Marriage is so much different than I had envisioned. It’s not necessarily worse or better…just different. I’m a hopeless romantic at heart, so perhaps it’s my own fault for filling my head with way too many romantic movies over the years.
One of the things I think I grossly underestimated was how hard marriage would be. When The Teacher and I were dating, life was so carefree and we were “high on love,” discovering exciting new things about each other at every turn. We were younger and our relationship was somewhat effortless. Times have definitely changed since then and I’ve realized more and more that marriage is anything but effortless.
{And just so you know, when I say that marriage is hard, it’s usually not because of The Teacher. If I’m honest, I have to admit that most of the time marriage is hard because of me. Ouch.}
I saw a great article on Facebook the other day that put it so well {I don’t know much about this blogger, but I thought the article was so true}. So often, we point the finger and think about ways the other person should be treating us/loving us differently. But, just as the old saying goes, “when you point a finger, there are usually more fingers pointing back at you.” So, so true.
With all that in mind, I wanted to pass along my favorite marriage tip. We picked this up from a few wise married couples in our church and I’m so thankful they shared it with us.
What is the 10/10?
The idea behind the 10/10 is that you sit down with your spouse each day and each of you gets to speak for 10 minutes, uninterrupted. Once the first person has gone, the other can react, give feedback, etc. to what the other has said. Then, you switch and do it all over again. The idea is simple, really, but The Teacher and I have found it to be really beneficial in our marriage.
Here are some of the benefits that I have seen:
1. Intentional communication for at least 10 minutes each day.
I never thought The Teacher and I would have to “schedule” time to communicate each day, but life can get so crazy and chaotic that we have sadly found that sometimes we go far too long without truly communicating unless we are intentional. Yes, we might exchange information or our schedules, but the 10/10 gives you the opportunity to go beyond “information dumps” as I like to call them.
2. Each spouse has a chance to be heard.
Have you ever felt like someone is listening to you but not really hearing you? Sometimes we may not even want a response from the person, but we just have a need to be heard and understood. The 10/10 gives each person the opportunity to speak without being interrupted, which fosters this need to be heard.

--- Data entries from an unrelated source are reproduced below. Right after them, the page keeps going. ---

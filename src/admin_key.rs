use chrono::{DateTime, Utc};
use jsonwebtoken::{encode, Algorithm, EncodingKey, Header};
use serde::{Deserialize, Serialize};
use std::sync::{Arc, Mutex};
use tracing::debug;

use crate::auth::Authenticator;
use crate::error::{GhostError, Result};
use crate::request::HttpRequest;
use crate::time::{to_datetime, Clock, SystemClock};

/// Lifetime of a generated token in seconds
pub const TOKEN_LIFETIME: i64 = 300;
/// A cached token is replaced once it is this close to expiry
pub const RENEWAL_BUFFER: i64 = 60;
/// `aud` claim expected by the Admin API
pub const AUDIENCE: &str = "/admin/";

/// Claims carried by an Admin API token
#[derive(Debug, Clone, PartialEq, Eq, Serialize, Deserialize)]
pub struct Claims {
    pub iat: i64,
    pub exp: i64,
    pub aud: String,
}

/// A signed token and its validity window. Replaced wholesale on renewal.
#[derive(Debug, Clone, PartialEq, Eq)]
pub struct SignedToken {
    token: String,
    issued_at: i64,
    expires_at: i64,
}

impl SignedToken {
    pub fn as_str(&self) -> &str {
        &self.token
    }

    /// Unix seconds
    pub fn issued_at(&self) -> i64 {
        self.issued_at
    }

    /// Unix seconds
    pub fn expires_at(&self) -> i64 {
        self.expires_at
    }

    pub fn expires_at_utc(&self) -> Option<DateTime<Utc>> {
        to_datetime(self.expires_at)
    }

    fn needs_renewal(&self, now: i64) -> bool {
        now >= self.expires_at - RENEWAL_BUFFER
    }
}

/// Admin API key (`{id}:{hex secret}`), sent as `Authorization: Ghost {token}`.
///
/// Tokens are HS256 JWTs signed with the decoded secret, carrying the key id
/// as `kid`. A token is generated on first use and reused until it is within
/// [`RENEWAL_BUFFER`] seconds of expiry. The cache is behind a mutex so a
/// key can be shared between threads.
pub struct AdminKey {
    /// Key identifier, sent as the `kid` header
    pub key_id: String,
    secret: Vec<u8>,
    cache: Mutex<Option<SignedToken>>,
    clock: Arc<dyn Clock>,
}

impl AdminKey {
    /// Parse an Admin API key of the form `{id}:{secret}`, where the secret is hex encoded.
    pub fn new(key: &str) -> Result<Self> {
        let parts: Vec<&str> = key.split(':').collect();
        let (id, secret) = match parts.as_slice() {
            [id, secret] if !id.is_empty() && !secret.is_empty() => (*id, *secret),
            _ => {
                return Err(GhostError::config(
                    "Admin API key must be in format {id}:{secret}",
                ))
            }
        };

        let secret = hex::decode(secret).map_err(|e| {
            GhostError::config(format!("Admin API key secret must be hex encoded: {}", e))
        })?;

        Ok(AdminKey {
            key_id: id.to_string(),
            secret,
            cache: Mutex::new(None),
            clock: Arc::new(SystemClock),
        })
    }

    /// Read time from `clock` instead of the system clock
    pub fn with_clock(mut self, clock: impl Clock + 'static) -> Self {
        self.clock = Arc::new(clock);
        self
    }

    /// Return the cached token, generating a new one when absent or due for renewal
    pub fn token(&self) -> Result<SignedToken> {
        let now = self.clock.now();
        let mut cache = self.cache.lock().unwrap_or_else(|e| e.into_inner());

        if let Some(token) = cache.as_ref() {
            if !token.needs_renewal(now) {
                return Ok(token.clone());
            }
        }

        let token = self.generate(now)?;
        *cache = Some(token.clone());
        Ok(token)
    }

    fn generate(&self, now: i64) -> Result<SignedToken> {
        let claims = Claims {
            iat: now,
            exp: now + TOKEN_LIFETIME,
            aud: AUDIENCE.to_string(),
        };

        let mut header = Header::new(Algorithm::HS256);
        header.kid = Some(self.key_id.clone());

        let token = encode(&header, &claims, &EncodingKey::from_secret(&self.secret))?;

        debug!(kid = %self.key_id, exp = claims.exp, "generated admin API token");

        Ok(SignedToken {
            token,
            issued_at: claims.iat,
            expires_at: claims.exp,
        })
    }
}

impl Authenticator for AdminKey {
    fn apply(&self, request: &mut HttpRequest) -> Result<()> {
        let token = self.token()?;
        request.set_header("Authorization", format!("Ghost {}", token.as_str()));
        Ok(())
    }
}

// Implement Debug manually to avoid exposing the secret
impl std::fmt::Debug for AdminKey {
    fn fmt(&self, f: &mut std::fmt::Formatter<'_>) -> std::fmt::Result {
        f.debug_struct("AdminKey")
            .field("key_id", &self.key_id)
            .field("secret", &"<redacted>")
            .finish()
    }
}

#[cfg(test)]
mod tests {
    use super::*;
    use crate::request::Method;
    use crate::time::ManualClock;
    use jsonwebtoken::{decode, DecodingKey, Validation};

    const ID: &str = "6489e4a3b35e12d07a";
    const SECRET: &str = "93fa25c8b293fa25c8b293fa25c8b293fa25c8b293fa25c8b293fa25c8b293fa";

    fn key_at(clock: &Arc<ManualClock>) -> AdminKey {
        AdminKey::new(&format!("{}:{}", ID, SECRET))
            .unwrap()
            .with_clock(clock.clone())
    }

    #[test]
    fn test_rejects_malformed_keys() {
        for key in ["invalid-key", "onlyid", "a:b:c", ":abcd", "abcd:"] {
            let err = AdminKey::new(key).unwrap_err();
            assert!(err.is_usage_error(), "{}", key);
            assert!(err.to_string().contains("Admin API key must be in format"));
        }
    }

    #[test]
    fn test_rejects_non_hex_secret() {
        let err = AdminKey::new("id:not-hex").unwrap_err();
        assert!(matches!(err, GhostError::Config(_)));
    }

    #[test]
    fn test_sets_ghost_authorization_header() {
        let key = AdminKey::new(&format!("{}:{}", ID, SECRET)).unwrap();
        let mut request = HttpRequest::new(Method::Get, "https://demo.ghost.io/ghost/api/admin/posts/");

        key.apply(&mut request).unwrap();

        let header = request.header("Authorization").unwrap();
        assert!(header.starts_with("Ghost "));
        assert!(header.len() > "Ghost ".len());
        assert_eq!(request.query_param("key"), None);
    }

    #[test]
    fn test_token_verifies_with_secret() {
        let clock = Arc::new(ManualClock::new(chrono::Utc::now().timestamp()));
        let key = key_at(&clock);
        let token = key.token().unwrap();

        let mut validation = Validation::new(Algorithm::HS256);
        validation.set_audience(&[AUDIENCE]);
        let decoded = decode::<Claims>(
            token.as_str(),
            &DecodingKey::from_secret(&hex::decode(SECRET).unwrap()),
            &validation,
        )
        .unwrap();

        assert_eq!(decoded.header.kid.as_deref(), Some(ID));
        assert_eq!(decoded.header.alg, Algorithm::HS256);
        assert_eq!(decoded.claims.aud, "/admin/");
        assert_eq!(decoded.claims.exp - decoded.claims.iat, TOKEN_LIFETIME);
    }

    #[test]
    fn test_token_reused_inside_renewal_window() {
        let clock = Arc::new(ManualClock::new(1_700_000_000));
        let key = key_at(&clock);

        let first = key.token().unwrap();
        clock.advance(TOKEN_LIFETIME - RENEWAL_BUFFER - 1);
        let second = key.token().unwrap();

        assert_eq!(first, second);
    }

    #[test]
    fn test_token_renewed_at_boundary() {
        let clock = Arc::new(ManualClock::new(1_700_000_000));
        let key = key_at(&clock);

        let first = key.token().unwrap();
        clock.advance(TOKEN_LIFETIME - RENEWAL_BUFFER);
        let second = key.token().unwrap();

        assert_ne!(first.as_str(), second.as_str());
        assert!(second.expires_at() > first.expires_at());
        assert_eq!(second.issued_at(), 1_700_000_240);
    }

    #[test]
    fn test_debug_redacts_secret() {
        let key = AdminKey::new(&format!("{}:{}", ID, SECRET)).unwrap();
        let debug = format!("{:?}", key);
        assert!(debug.contains(ID));
        assert!(!debug.contains(SECRET));
    }
}
use crate::upload::UploadFile;
use serde_json::Value;
use std::fmt;

/// HTTP verbs used by the Ghost APIs
#[derive(Debug, Clone, Copy, PartialEq, Eq, Hash)]
pub enum Method {
    Get,
    Post,
    Put,
    Delete,
}

impl Method {
    pub fn as_str(&self) -> &'static str {
        match self {
            Method::Get => "GET",
            Method::Post => "POST",
            Method::Put => "PUT",
            Method::Delete => "DELETE",
        }
    }
}

impl fmt::Display for Method {
    fn fmt(&self, f: &mut fmt::Formatter<'_>) -> fmt::Result {
        f.write_str(self.as_str())
    }
}

impl From<Method> for reqwest::Method {
    fn from(method: Method) -> Self {
        match method {
            Method::Get => reqwest::Method::GET,
            Method::Post => reqwest::Method::POST,
            Method::Put => reqwest::Method::PUT,
            Method::Delete => reqwest::Method::DELETE,
        }
    }
}

/// Request payload
#[derive(Debug, Clone, PartialEq)]
pub enum RequestBody {
    /// JSON document, serialized by the transport
    Json(Value),
    /// Multipart form with a `file` part and an optional `ref` field
    Multipart {
        file: UploadFile,
        reference: Option<String>,
    },
}

/// An outgoing request, before it is handed to a [`Transport`](crate::transport::Transport).
///
/// Authenticators mutate it in place to add their credentials.
#[derive(Debug, Clone, PartialEq)]
pub struct HttpRequest {
    pub method: Method,
    /// Absolute URL, without query string
    pub url: String,
    /// Query parameters in insertion order
    pub query: Vec<(String, String)>,
    pub headers: Vec<(String, String)>,
    pub body: Option<RequestBody>,
}

impl HttpRequest {
    pub fn new(method: Method, url: impl Into<String>) -> Self {
        HttpRequest {
            method,
            url: url.into(),
            query: Vec::new(),
            headers: Vec::new(),
            body: None,
        }
    }

    /// Set a header, replacing any existing value (names compare case-insensitively)
    pub fn set_header(&mut self, name: &str, value: impl Into<String>) {
        self.headers.retain(|(k, _)| !k.eq_ignore_ascii_case(name));
        self.headers.push((name.to_string(), value.into()));
    }

    pub fn header(&self, name: &str) -> Option<&str> {
        self.headers
            .iter()
            .find(|(k, _)| k.eq_ignore_ascii_case(name))
            .map(|(_, v)| v.as_str())
    }

    /// Set a query parameter, replacing any existing value
    pub fn set_query(&mut self, name: &str, value: impl Into<String>) {
        self.query.retain(|(k, _)| k != name);
        self.query.push((name.to_string(), value.into()));
    }

    pub fn query_param(&self, name: &str) -> Option<&str> {
        self.query
            .iter()
            .find(|(k, _)| k == name)
            .map(|(_, v)| v.as_str())
    }
}
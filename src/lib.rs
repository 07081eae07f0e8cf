//! # ghost-api - Ghost CMS REST client for Rust
//!
//! A blocking client for the two REST surfaces of a Ghost site:
//!
//! - the **Content API**, read-only, authenticated with a static key sent as
//!   the `key` query parameter;
//! - the **Admin API**, read-write, authenticated with short-lived HS256
//!   tokens (`Authorization: Ghost {token}`) that are cached and renewed a
//!   minute before they expire.
//!
//! Each resource (posts, tags, members, images, ...) is a type exposing only
//! the operations Ghost supports for it: `browse`, `read`, `add`, `edit`,
//! `delete` and `upload`. Responses come back as a [`Response`] envelope
//! over the resource's item array and pagination metadata; failures come
//! back as a typed [`GhostError`].
//!
//! ## Content API
//!
//! ```no_run
//! use ghost_api::ContentApi;
//! use serde_json::json;
//!
//! let api = ContentApi::new("https://demo.ghost.io", "22444f78447824223cefc48062")?;
//!
//! let posts = api.posts().browse(json!({"limit": 3, "include": "authors,tags"}))?;
//! for post in &posts {
//!     println!("{}", post["title"]);
//! }
//! if let Some(pagination) = posts.pagination_info() {
//!     println!("page {:?} of {:?}", pagination.page, pagination.pages);
//! }
//!
//! let post = api.posts().read(json!({"slug": "welcome"}))?;
//! println!("{:?}", post.get_string("title"));
//! # Ok::<(), ghost_api::GhostError>(())
//! ```
//!
//! ## Admin API
//!
//! ```no_run
//! use ghost_api::AdminApi;
//! use serde_json::json;
//!
//! let api = AdminApi::new(
//!     "https://demo.ghost.io",
//!     "6489e4a3b35e12d07a:93fa25c8b293fa25c8b293fa25c8b293fa25c8b293fa25c8b293fa25c8b293fa",
//! )?;
//!
//! let created = api.posts().add(json!({"title": "Hello", "status": "draft"}))?;
//! let id = created.get_string("id").unwrap_or_default();
//!
//! api.posts().edit(json!({"id": id, "title": "Hello again"}))?;
//! api.posts().delete(json!({"id": id}))?;
//!
//! let image = api.images().upload("cover.png", Some("cover"))?;
//! println!("{:?}", image.get_string("url"));
//! # Ok::<(), ghost_api::GhostError>(())
//! ```
//!
//! ## Errors
//!
//! Server errors carry the status-derived [`ErrorKind`] plus the message,
//! type and context Ghost reported. Missing identifiers, malformed keys and
//! invalid URLs are reported before any request is made
//! ([`GhostError::is_usage_error`]). Nothing is retried.

pub mod admin_key;
pub mod api;
pub mod auth;
pub mod client;
pub mod config;
pub mod content_key;
pub mod error;
pub mod request;
pub mod resource;
pub mod resources;
pub mod response;
pub mod time;
pub mod transport;
pub mod upload;

// Re-export main types for convenience
pub use admin_key::{AdminKey, SignedToken};
pub use api::{AdminApi, ContentApi};
pub use auth::Authenticator;
pub use client::Client;
pub use config::{ApiConfig, ApiKind, DEFAULT_VERSION};
pub use content_key::ContentKey;
pub use error::{ErrorKind, GhostError, Result};
pub use request::{HttpRequest, Method, RequestBody};
pub use resource::{Operation, OperationSet, Resource};
pub use response::{Pagination, Params, Response};
pub use time::{Clock, ManualClock, SystemClock};
pub use transport::{HttpTransport, RawResponse, Transport};
pub use upload::{mime_type_for, UploadFile};

// Re-export serde_json for convenience
pub use serde_json::json;
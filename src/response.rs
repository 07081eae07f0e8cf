use serde::{Deserialize, Serialize};
use serde_json::{Map, Value};

/// Params is the object form of the arguments passed to resource operations.
pub type Params = Map<String, Value>;

/// Pagination block found under `meta.pagination`
#[derive(Debug, Clone, Default, PartialEq, Eq, Serialize, Deserialize)]
pub struct Pagination {
    #[serde(default)]
    pub page: Option<u64>,
    /// Ghost reports `"all"` when no limit applies, hence a raw value
    #[serde(default)]
    pub limit: Option<Value>,
    #[serde(default)]
    pub pages: Option<u64>,
    #[serde(default)]
    pub total: Option<u64>,
    #[serde(default)]
    pub next: Option<u64>,
    #[serde(default)]
    pub prev: Option<u64>,
}

/// Response wraps a decoded Ghost API body.
///
/// Ghost returns the data under a key named after the resource (`posts`,
/// `tags`, `settings`, ...) next to an optional `meta` object. The data key is
/// not known up front: it is the first top-level key other than `meta`, in the
/// order the server sent them.
/// Items are kept in the order the server returned them.
#[derive(Debug, Clone, Default, PartialEq)]
pub struct Response {
    raw: Map<String, Value>,
}

impl Response {
    pub fn new(raw: Map<String, Value>) -> Self {
        Response { raw }
    }

    /// Wrap any JSON value; non-objects produce an empty response
    pub fn from_value(value: Value) -> Self {
        match value {
            Value::Object(raw) => Response { raw },
            _ => Response::default(),
        }
    }

    /// The complete decoded body
    pub fn raw(&self) -> &Map<String, Value> {
        &self.raw
    }

    /// Name of the data key, e.g. `"posts"`
    pub fn resource_key(&self) -> Option<&str> {
        self.raw.keys().find(|k| *k != "meta").map(String::as_str)
    }

    /// Value under the data key, whatever its shape.
    ///
    /// Single-object resources such as `settings` return an object here,
    /// for which [`Response::items`] is empty.
    pub fn data(&self) -> Option<&Value> {
        self.raw.get(self.resource_key()?)
    }

    /// Items under the data key, empty when there is none or it is not an array
    pub fn items(&self) -> &[Value] {
        self.data()
            .and_then(Value::as_array)
            .map(Vec::as_slice)
            .unwrap_or(&[])
    }

    pub fn first(&self) -> Option<&Value> {
        self.items().first()
    }

    pub fn len(&self) -> usize {
        self.items().len()
    }

    pub fn is_empty(&self) -> bool {
        self.items().is_empty()
    }

    pub fn iter(&self) -> std::slice::Iter<'_, Value> {
        self.items().iter()
    }

    pub fn meta(&self) -> Option<&Value> {
        self.raw.get("meta")
    }

    /// `meta.pagination`, as returned
    pub fn pagination(&self) -> Option<&Value> {
        self.meta()?.get("pagination")
    }

    /// `meta.pagination`, decoded
    pub fn pagination_info(&self) -> Option<Pagination> {
        serde_json::from_value(self.pagination()?.clone()).ok()
    }

    /// Deserialize the items into a caller-defined type
    pub fn items_as<T>(&self) -> Result<Vec<T>, crate::error::GhostError>
    where
        T: serde::de::DeserializeOwned,
    {
        self.items()
            .iter()
            .map(|item| T::deserialize(item).map_err(Into::into))
            .collect()
    }

    /// Get a value from the first item by a slash-separated path.
    /// For example, "authors/0/name" reads the first author's name.
    pub fn get(&self, path: &str) -> Option<&Value> {
        let mut current = self.first()?;

        for part in path.split('/').filter(|s| !s.is_empty()) {
            current = match current {
                Value::Object(map) => map.get(part)?,
                Value::Array(arr) => arr.get(part.parse::<usize>().ok()?)?,
                _ => return None,
            };
        }

        Some(current)
    }

    /// Get a string value from the first item by a slash-separated path
    pub fn get_string(&self, path: &str) -> Option<String> {
        self.get(path).and_then(|v| v.as_str().map(|s| s.to_string()))
    }
}

impl<'a> IntoIterator for &'a Response {
    type Item = &'a Value;
    type IntoIter = std::slice::Iter<'a, Value>;

    fn into_iter(self) -> Self::IntoIter {
        self.iter()
    }
}

#[cfg(test)]
mod tests {
    use super::*;
    use serde_json::json;

    #[test]
    fn test_items_first_and_pagination() {
        let response = Response::from_value(json!({
            "posts": [{"id": "1"}],
            "meta": {"pagination": {"total": 1}}
        }));

        assert_eq!(response.len(), 1);
        assert_eq!(response.first(), Some(&json!({"id": "1"})));
        assert_eq!(response.pagination().unwrap()["total"], 1);
        assert_eq!(response.pagination_info().unwrap().total, Some(1));
        assert_eq!(response.resource_key(), Some("posts"));
    }

    #[test]
    fn test_data_key_follows_server_order() {
        let body = r#"{"posts":[{"id":"1"}],"aux":{"x":1},"meta":{}}"#;
        let response = Response::from_value(serde_json::from_str(body).unwrap());

        assert_eq!(response.resource_key(), Some("posts"));
        assert_eq!(response.len(), 1);
        assert_eq!(response.get_string("id"), Some("1".to_string()));
    }

    #[test]
    fn test_object_data_is_exposed() {
        let body = r#"{"settings":{"title":"Demo","lang":"en"},"meta":{}}"#;
        let response = Response::from_value(serde_json::from_str(body).unwrap());

        assert!(response.is_empty());
        assert_eq!(response.resource_key(), Some("settings"));
        assert_eq!(response.data().unwrap()["title"], "Demo");
    }

    #[test]
    fn test_meta_only() {
        let response = Response::from_value(json!({"meta": {}}));
        assert!(response.is_empty());
        assert!(response.first().is_none());
        assert!(response.pagination().is_none());
        assert!(response.resource_key().is_none());
    }

    #[test]
    fn test_empty_and_non_object_bodies() {
        assert!(Response::from_value(json!({})).is_empty());
        assert!(Response::from_value(json!([1, 2])).is_empty());
        assert!(Response::from_value(json!({"posts": "oops"})).is_empty());
    }

    #[test]
    fn test_iteration_preserves_order() {
        let response = Response::from_value(json!({
            "meta": {"pagination": {"page": 1, "limit": "all", "pages": 1, "total": 3}},
            "tags": [{"slug": "c"}, {"slug": "a"}, {"slug": "b"}]
        }));

        let slugs: Vec<&str> = response
            .into_iter()
            .map(|t| t["slug"].as_str().unwrap())
            .collect();
        assert_eq!(slugs, ["c", "a", "b"]);

        let pagination = response.pagination_info().unwrap();
        assert_eq!(pagination.limit, Some(json!("all")));
        assert_eq!(pagination.pages, Some(1));
        assert_eq!(pagination.next, None);
    }

    #[test]
    fn test_items_as() {
        #[derive(Deserialize)]
        struct Post {
            id: String,
            title: String,
        }

        let response = Response::from_value(json!({
            "posts": [{"id": "1", "title": "Hello"}, {"id": "2", "title": "World"}]
        }));

        let posts: Vec<Post> = response.items_as().unwrap();
        assert_eq!(posts.len(), 2);
        assert_eq!(posts[1].id, "2");
        assert_eq!(posts[0].title, "Hello");
    }

    #[test]
    fn test_get_path() {
        let response = Response::from_value(json!({
            "posts": [{"title": "T", "authors": [{"name": "Ada"}]}]
        }));

        assert_eq!(response.get_string("title"), Some("T".to_string()));
        assert_eq!(response.get_string("authors/0/name"), Some("Ada".to_string()));
        assert!(response.get("authors/5/name").is_none());
    }
}
use chrono::{DateTime, TimeZone, Utc};
use std::sync::atomic::{AtomicI64, Ordering};

/// Source of the current time, in unix seconds.
///
/// Token issuance and renewal read the clock through this trait so callers
/// (and tests) can control it.
pub trait Clock: Send + Sync {
    fn now(&self) -> i64;
}

/// Wall clock
#[derive(Debug, Clone, Copy, Default)]
pub struct SystemClock;

impl Clock for SystemClock {
    fn now(&self) -> i64 {
        Utc::now().timestamp()
    }
}

/// A clock that only moves when told to.
#[derive(Debug, Default)]
pub struct ManualClock {
    now: AtomicI64,
}

impl ManualClock {
    /// Create a clock fixed at `unix` seconds
    pub fn new(unix: i64) -> Self {
        ManualClock {
            now: AtomicI64::new(unix),
        }
    }

    /// Set the current time
    pub fn set(&self, unix: i64) {
        self.now.store(unix, Ordering::SeqCst);
    }

    /// Move the clock forward by `secs`
    pub fn advance(&self, secs: i64) {
        self.now.fetch_add(secs, Ordering::SeqCst);
    }
}

impl Clock for ManualClock {
    fn now(&self) -> i64 {
        self.now.load(Ordering::SeqCst)
    }
}

impl<C: Clock + ?Sized> Clock for std::sync::Arc<C> {
    fn now(&self) -> i64 {
        (**self).now()
    }
}

/// Convert unix seconds to a UTC timestamp, if in range
pub fn to_datetime(unix: i64) -> Option<DateTime<Utc>> {
    Utc.timestamp_opt(unix, 0).single()
}

#[cfg(test)]
mod tests {
    use super::*;

    #[test]
    fn test_manual_clock() {
        let clock = ManualClock::new(1_700_000_000);
        assert_eq!(clock.now(), 1_700_000_000);

        clock.advance(240);
        assert_eq!(clock.now(), 1_700_000_240);

        clock.set(5);
        assert_eq!(clock.now(), 5);
    }

    #[test]
    fn test_system_clock_is_recent() {
        // 2023-11-14
        assert!(SystemClock.now() > 1_700_000_000);
    }

    #[test]
    fn test_to_datetime() {
        let dt = to_datetime(1597242491).unwrap();
        assert_eq!(dt.timestamp(), 1597242491);
    }
}
//! Resource declarations for both API surfaces.
//!
//! Operations a resource does not declare are not available on its type:
//!
//! ```compile_fail
//! let api = ghost_api::AdminApi::new("https://demo.ghost.io", "6489e4a3b35e12d07a:93fa25c8").unwrap();
//! // webhooks can be added, edited and deleted, but not listed
//! api.webhooks().browse(());
//! ```
//!
//! ```compile_fail
//! let api = ghost_api::ContentApi::new("https://demo.ghost.io", "abc123").unwrap();
//! // the Content API is read-only
//! api.posts().add(serde_json::json!({"title": "T"}));
//! ```

/// Content API resources: read-only.
pub mod content {
    use crate::resource::resource;

    resource! { Posts, [browse, read] }
    resource! { Pages, [browse, read] }
    resource! { Authors, [browse, read] }
    resource! { Tags, [browse, read] }
    resource! {
        /// Site settings; a single object, so there is nothing to read by id.
        ///
        /// The reply holds an object rather than an array under `settings`,
        /// so [`Response::items`](crate::Response::items) is empty: use
        /// [`Response::data`](crate::Response::data) or `raw()`.
        Settings, [browse]
    }
    resource! { Tiers, [browse, read] }
    resource! { Newsletters, [browse, read] }
    resource! { Offers, [browse, read] }
}

/// Admin API resources.
pub mod admin {
    use crate::resource::resource;

    resource! { Posts, [browse, read, add, edit, delete] }
    resource! { Pages, [browse, read, add, edit, delete] }
    resource! { Tags, [browse, read, add, edit, delete] }
    resource! {
        /// Members can also be read by `email`.
        Members, [browse, read, add, edit, delete]
    }
    resource! {
        /// Staff users; managed through Ghost's own UI.
        Users, [browse, read]
    }
    resource! { Newsletters, [browse, read, add, edit] }
    resource! { Tiers, [browse, read, add, edit] }
    resource! { Offers, [browse, read, add, edit] }
    resource! {
        /// Webhooks are write-only.
        Webhooks, [add, edit, delete]
    }
    resource! {
        /// Basic site information, returned as an object under `site`.
        /// Read it through [`Response::data`](crate::Response::data).
        Site, [read]
    }
    resource! { Images, [upload] }
    resource! { Media, [upload] }
    resource! { Files, [upload] }
    resource! {
        /// Theme archives (`.zip`)
        Themes, [upload]
    }
}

3. You will become a better listener.
I have a tendency to struggle with being a good listener. Often, while someone is speaking to me, I’m already thinking about how I’m going to respond. This cause me to loose focus on what the person is actually saying. With the 10/10, there is no agenda and because you know you will have your turn eventually, there is no need to feel like you must share your opinion or react right away. It’s been a challenge sometimes, but it’s good for me to practice just sitting and listening.
A Few Practical Suggestions
Pick a time and/or place without distractions.
You don’t have to do this at the exact same time/place every day, but just make sure you choose a time when you will have the fewest distractions.
Alternate who begins.
Take turns each night with who will begin first. This way, you don’t feel like you are always going first or always going last. Or maybe you come up with a fun way to decide who goes first each day.
Guard this time.
Try not to let things creep into this time. Fatigue might set in later in the night, so you might try an earlier time when you are both more alert. And don’t feel bad if you have to turn off your phone, so you aren’t interrupted by a phone call that can wait.
Put away your cell phone, laptops, and turn the TV off.
This might sound like an obvious one, but we’ve probably all been on the receiving end of someone trying to talk to you and them taking twice the amount of time to finish their thought because they are trying to read a text and talk at the same time. Just do everyone a favor and put all the technology away…remember, it’s only for 20 minutes.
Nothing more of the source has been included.